Problem details: From the records below, copy out each line that has the word "ClusterService".

Items from a data source:
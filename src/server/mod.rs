//! HTTP API server
//!
//! Serves the JSON API the dashboard frontend polls. Handlers are thin:
//! each one is a single service call or a gatekeeper-then-exec round trip,
//! with failures mapped onto the API error taxonomy.

mod error;
mod handlers;

pub use error::ApiError;

use std::sync::Arc;

use anyhow::{Context, Result};
use axum::routing::{delete, get, post};
use axum::Router;

use crate::config::Config;
use crate::exec::{CommandRunner, Gatekeeper};
use crate::services::ClusterService;

/// Shared state for API handlers
#[derive(Clone)]
pub struct AppState {
    pub cluster: Arc<ClusterService>,
    pub gatekeeper: Arc<Gatekeeper>,
    pub runner: Arc<dyn CommandRunner>,
    /// Binary the validated commands are spawned as
    pub kubectl_binary: String,
    /// Per-command execution timeout in seconds
    pub kubectl_timeout_secs: u64,
    /// Namespace used when a request omits ?namespace=
    pub default_namespace: String,
    /// Kubeconfig context name, reported by /api/health
    pub context: String,
}

/// Create the API router with all endpoints
pub fn api_router(state: AppState) -> Router {
    Router::new()
        .route("/api/health", get(handlers::health))
        .route("/api/namespaces", get(handlers::namespaces))
        .route("/api/ingresses", get(handlers::ingresses))
        .route("/api/services", get(handlers::services))
        .route("/api/deployments", get(handlers::deployments))
        .route("/api/pods", get(handlers::pods))
        .route("/api/pods/:namespace/:name", delete(handlers::delete_pod))
        .route("/api/deployments/scale", post(handlers::scale_deployment))
        .route("/api/topology", get(handlers::topology))
        .route("/api/helm/releases", get(handlers::helm_releases))
        .route("/api/kubectl", post(handlers::kubectl))
        .with_state(state)
}

/// Bind the configured address and serve the API until the process exits
pub async fn run(config: &Config, state: AppState) -> Result<()> {
    let app = api_router(state);

    let listener = tokio::net::TcpListener::bind(&config.server.bind)
        .await
        .with_context(|| format!("Failed to bind {}", config.server.bind))?;

    tracing::info!(addr = %config.server.bind, "kubedeck API listening");

    axum::serve(listener, app)
        .await
        .context("HTTP server exited with error")?;

    Ok(())
}

impl AppState {
    /// Build the state from loaded configuration and a connected client
    pub fn new(config: &Config, client: kube::Client, context: String) -> Self {
        use crate::exec::{GatekeeperConfig, ProcessRunner};

        let mut gate_config = GatekeeperConfig::kubectl();
        gate_config.program = config.kubectl.binary.clone();

        Self {
            cluster: Arc::new(ClusterService::new(client)),
            gatekeeper: Arc::new(Gatekeeper::new(gate_config)),
            runner: Arc::new(ProcessRunner),
            kubectl_binary: config.kubectl.binary.clone(),
            kubectl_timeout_secs: config.kubectl.timeout_secs,
            default_namespace: config.default_namespace.clone(),
            context,
        }
    }
}
//! Snapshot structs built from listed Kubernetes objects
//!
//! Every snapshot treats absent optional wire fields (missing selector,
//! missing labels, missing rules) as empty collections rather than errors,
//! so a half-populated object still renders as a row.

use std::collections::BTreeMap;

use k8s_openapi::api::apps::v1::Deployment;
use k8s_openapi::api::core::v1::{Pod, Service};
use k8s_openapi::api::networking::v1::Ingress;
use k8s_openapi::apimachinery::pkg::apis::meta::v1::Time;
use serde::{Deserialize, Serialize};

/// Identity triple used for graph edges and display labels
#[derive(Debug, Clone, PartialEq, Eq, Serialize, Deserialize)]
#[serde(rename_all = "camelCase")]
pub struct ObjectRef {
    pub kind: String,
    pub namespace: String,
    pub name: String,
}

/// One routing rule of an Ingress
#[derive(Debug, Clone, Serialize, Deserialize)]
#[serde(rename_all = "camelCase")]
pub struct IngressRule {
    pub host: Option<String>,
    pub paths: Vec<IngressPath>,
}

/// One path entry of an Ingress rule, pointing at a backend Service
#[derive(Debug, Clone, Serialize, Deserialize)]
#[serde(rename_all = "camelCase")]
pub struct IngressPath {
    pub path: Option<String>,
    pub backend_service_name: String,
    pub backend_service_port: Option<i32>,
}

/// Ingress snapshot for the list view and the topology resolver
#[derive(Debug, Clone, Serialize, Deserialize)]
#[serde(rename_all = "camelCase")]
pub struct IngressSnapshot {
    pub name: String,
    pub namespace: String,
    pub rules: Vec<IngressRule>,
    pub age: Option<String>,
}

/// Service snapshot; the selector is the resolver's join key
#[derive(Debug, Clone, Serialize, Deserialize)]
#[serde(rename_all = "camelCase")]
pub struct ServiceSnapshot {
    pub name: String,
    pub namespace: String,
    /// Empty for headless or externally-managed services; matches nothing
    #[serde(default)]
    pub selector: BTreeMap<String, String>,
    pub service_type: Option<String>,
    pub cluster_ip: Option<String>,
    pub age: Option<String>,
}

/// Deployment snapshot; pod-template labels are the join key towards Pods
#[derive(Debug, Clone, Serialize, Deserialize)]
#[serde(rename_all = "camelCase")]
pub struct DeploymentSnapshot {
    pub name: String,
    pub namespace: String,
    #[serde(default)]
    pub pod_template_labels: BTreeMap<String, String>,
    pub replicas: i32,
    pub ready_replicas: i32,
    pub age: Option<String>,
}

/// Pod snapshot for the list view and the topology resolver
#[derive(Debug, Clone, Serialize, Deserialize)]
#[serde(rename_all = "camelCase")]
pub struct PodSnapshot {
    pub name: String,
    pub namespace: String,
    #[serde(default)]
    pub labels: BTreeMap<String, String>,
    pub phase: Option<String>,
    /// "ready/total" container readiness, e.g. "2/2"
    pub ready: String,
    pub restarts: i32,
    pub age: Option<String>,
}

impl From<&Ingress> for IngressSnapshot {
    fn from(ing: &Ingress) -> Self {
        let rules = ing
            .spec
            .as_ref()
            .and_then(|spec| spec.rules.as_ref())
            .map(|rules| {
                rules
                    .iter()
                    .map(|rule| IngressRule {
                        host: rule.host.clone(),
                        paths: rule
                            .http
                            .as_ref()
                            .map(|http| {
                                http.paths
                                    .iter()
                                    .filter_map(|p| {
                                        let svc = p.backend.service.as_ref()?;
                                        Some(IngressPath {
                                            path: p.path.clone(),
                                            backend_service_name: svc.name.clone(),
                                            backend_service_port: svc
                                                .port
                                                .as_ref()
                                                .and_then(|port| port.number),
                                        })
                                    })
                                    .collect()
                            })
                            .unwrap_or_default(),
                    })
                    .collect()
            })
            .unwrap_or_default();

        Self {
            name: ing.metadata.name.clone().unwrap_or_default(),
            namespace: ing.metadata.namespace.clone().unwrap_or_default(),
            rules,
            age: ing.metadata.creation_timestamp.as_ref().map(format_age),
        }
    }
}

impl From<&Service> for ServiceSnapshot {
    fn from(svc: &Service) -> Self {
        let spec = svc.spec.as_ref();
        Self {
            name: svc.metadata.name.clone().unwrap_or_default(),
            namespace: svc.metadata.namespace.clone().unwrap_or_default(),
            selector: spec
                .and_then(|s| s.selector.clone())
                .unwrap_or_default(),
            service_type: spec.and_then(|s| s.type_.clone()),
            cluster_ip: spec.and_then(|s| s.cluster_ip.clone()),
            age: svc.metadata.creation_timestamp.as_ref().map(format_age),
        }
    }
}

impl From<&Deployment> for DeploymentSnapshot {
    fn from(dep: &Deployment) -> Self {
        let spec = dep.spec.as_ref();
        Self {
            name: dep.metadata.name.clone().unwrap_or_default(),
            namespace: dep.metadata.namespace.clone().unwrap_or_default(),
            pod_template_labels: spec
                .and_then(|s| s.template.metadata.as_ref())
                .and_then(|m| m.labels.clone())
                .unwrap_or_default(),
            replicas: spec.and_then(|s| s.replicas).unwrap_or(0),
            ready_replicas: dep
                .status
                .as_ref()
                .and_then(|s| s.ready_replicas)
                .unwrap_or(0),
            age: dep.metadata.creation_timestamp.as_ref().map(format_age),
        }
    }
}

impl From<&Pod> for PodSnapshot {
    fn from(pod: &Pod) -> Self {
        let statuses = pod
            .status
            .as_ref()
            .and_then(|s| s.container_statuses.as_ref());
        let total = statuses.map(|cs| cs.len()).unwrap_or(0);
        let ready = statuses
            .map(|cs| cs.iter().filter(|c| c.ready).count())
            .unwrap_or(0);
        let restarts = statuses
            .map(|cs| cs.iter().map(|c| c.restart_count).sum())
            .unwrap_or(0);

        Self {
            name: pod.metadata.name.clone().unwrap_or_default(),
            namespace: pod.metadata.namespace.clone().unwrap_or_default(),
            labels: pod.metadata.labels.clone().unwrap_or_default(),
            phase: pod.status.as_ref().and_then(|s| s.phase.clone()),
            ready: format!("{}/{}", ready, total),
            restarts,
            age: pod.metadata.creation_timestamp.as_ref().map(format_age),
        }
    }
}

/// Render a creation timestamp as a compact age column ("45s", "12m", "3h", "5d")
pub fn format_age(created: &Time) -> String {
    let elapsed = chrono::Utc::now().signed_duration_since(created.0);
    let secs = elapsed.num_seconds().max(0);
    if secs < 60 {
        format!("{}s", secs)
    } else if secs < 3600 {
        format!("{}m", secs / 60)
    } else if secs < 86_400 {
        format!("{}h", secs / 3600)
    } else {
        format!("{}d", secs / 86_400)
    }
}

#[cfg(test)]
mod tests {
    use super::*;
    use chrono::{Duration, Utc};

    #[test]
    fn test_format_age_units() {
        let t = Time(Utc::now() - Duration::seconds(30));
        assert!(format_age(&t).ends_with('s'));

        let t = Time(Utc::now() - Duration::minutes(5));
        assert_eq!(format_age(&t), "5m");

        let t = Time(Utc::now() - Duration::hours(7));
        assert_eq!(format_age(&t), "7h");

        let t = Time(Utc::now() - Duration::days(2));
        assert_eq!(format_age(&t), "2d");
    }

    #[test]
    fn test_format_age_future_timestamp_clamps_to_zero() {
        let t = Time(Utc::now() + Duration::minutes(5));
        assert_eq!(format_age(&t), "0s");
    }

    #[test]
    fn test_pod_snapshot_from_empty_pod() {
        let pod = Pod::default();
        let snap = PodSnapshot::from(&pod);
        assert_eq!(snap.name, "");
        assert!(snap.labels.is_empty());
        assert_eq!(snap.ready, "0/0");
        assert_eq!(snap.restarts, 0);
    }
}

Task response:
use crate::services::ClusterService;
    pub cluster: Arc<ClusterService>,
            cluster: Arc::new(ClusterService::new(client)),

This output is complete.